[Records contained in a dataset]
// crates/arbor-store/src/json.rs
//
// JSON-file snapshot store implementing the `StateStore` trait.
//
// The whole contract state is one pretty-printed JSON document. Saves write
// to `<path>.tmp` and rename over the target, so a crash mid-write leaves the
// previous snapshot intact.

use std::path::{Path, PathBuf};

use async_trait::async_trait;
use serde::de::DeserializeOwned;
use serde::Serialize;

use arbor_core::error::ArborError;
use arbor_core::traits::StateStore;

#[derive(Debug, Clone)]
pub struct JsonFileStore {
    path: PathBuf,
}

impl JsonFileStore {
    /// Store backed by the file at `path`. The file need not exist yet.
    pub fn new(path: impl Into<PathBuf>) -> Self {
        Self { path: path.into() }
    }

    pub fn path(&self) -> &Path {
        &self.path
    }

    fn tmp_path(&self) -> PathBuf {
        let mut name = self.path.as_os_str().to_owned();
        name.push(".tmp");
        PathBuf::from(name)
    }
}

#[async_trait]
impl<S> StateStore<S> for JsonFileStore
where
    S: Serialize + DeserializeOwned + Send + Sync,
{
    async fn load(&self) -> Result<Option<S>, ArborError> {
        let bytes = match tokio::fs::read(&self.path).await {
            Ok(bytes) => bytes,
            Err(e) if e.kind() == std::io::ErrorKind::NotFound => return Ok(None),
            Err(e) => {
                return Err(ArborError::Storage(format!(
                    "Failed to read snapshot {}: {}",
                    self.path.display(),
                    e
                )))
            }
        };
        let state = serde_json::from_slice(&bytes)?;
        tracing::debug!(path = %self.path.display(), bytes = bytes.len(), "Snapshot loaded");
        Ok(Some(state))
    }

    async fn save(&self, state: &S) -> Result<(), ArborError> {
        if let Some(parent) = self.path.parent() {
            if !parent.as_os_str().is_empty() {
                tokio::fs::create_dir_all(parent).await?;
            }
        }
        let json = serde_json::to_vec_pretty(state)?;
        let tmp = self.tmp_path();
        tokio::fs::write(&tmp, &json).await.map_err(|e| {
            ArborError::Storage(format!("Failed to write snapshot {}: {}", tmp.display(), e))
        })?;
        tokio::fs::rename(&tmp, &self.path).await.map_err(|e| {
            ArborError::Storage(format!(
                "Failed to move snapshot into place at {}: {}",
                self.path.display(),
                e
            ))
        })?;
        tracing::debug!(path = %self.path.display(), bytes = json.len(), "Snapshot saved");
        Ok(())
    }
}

- [HOW TO COMPLETE THIS TASK]: Once you have read the records, output each one exactly as written.

- [ANSWER AREA]:
// crates/arbor-store/src/json.rs
//
// JSON-file snapshot store implementing the `StateStore` trait.
//
// The whole contract state is one pretty-printed JSON document. Saves write
// to `<path>.tmp` and rename over the target, so a crash mid-write leaves the
// previous snapshot intact.

use std::path::{Path, PathBuf};

use async_trait::async_trait;
use serde::de::DeserializeOwned;
use serde::Serialize;

use arbor_core::error::ArborError;
use arbor_core::traits::StateStore;

#[derive(Debug, Clone)]
pub struct JsonFileStore {
    path: PathBuf,
}

impl JsonFileStore {
    /// Store backed by the file at `path`. The file need not exist yet.
    pub fn new(path: impl Into<PathBuf>) -> Self {
        Self { path: path.into() }
    }

    pub fn path(&self) -> &Path {
        &self.path
    }

    fn tmp_path(&self) -> PathBuf {
        let mut name = self.path.as_os_str().to_owned();
        name.push(".tmp");
        PathBuf::from(name)
    }
}

#[async_trait]
impl<S> StateStore<S> for JsonFileStore
where
    S: Serialize + DeserializeOwned + Send + Sync,
{
    async fn load(&self) -> Result<Option<S>, ArborError> {
        let bytes = match tokio::fs::read(&self.path).await {
            Ok(bytes) => bytes,
            Err(e) if e.kind() == std::io::ErrorKind::NotFound => return Ok(None),
            Err(e) => {
                return Err(ArborError::Storage(format!(
                    "Failed to read snapshot {}: {}",
                    self.path.display(),
                    e
                )))
            }
        };
        let state = serde_json::from_slice(&bytes)?;
        tracing::debug!(path = %self.path.display(), bytes = bytes.len(), "Snapshot loaded");
        Ok(Some(state))
    }

    async fn save(&self, state: &S) -> Result<(), ArborError> {
        if let Some(parent) = self.path.parent() {
            if !parent.as_os_str().is_empty() {
                tokio::fs::create_dir_all(parent).await?;
            }
        }
        let json = serde_json::to_vec_pretty(state)?;
        let tmp = self.tmp_path();
        tokio::fs::write(&tmp, &json).await.map_err(|e| {
            ArborError::Storage(format!("Failed to write snapshot {}: {}", tmp.display(), e))
        })?;
        tokio::fs::rename(&tmp, &self.path).await.map_err(|e| {
            ArborError::Storage(format!(
                "Failed to move snapshot into place at {}: {}",
                self.path.display(),
                e
            ))
        })?;
        tracing::debug!(path = %self.path.display(), bytes = json.len(), "Snapshot saved");
        Ok(())
    }
}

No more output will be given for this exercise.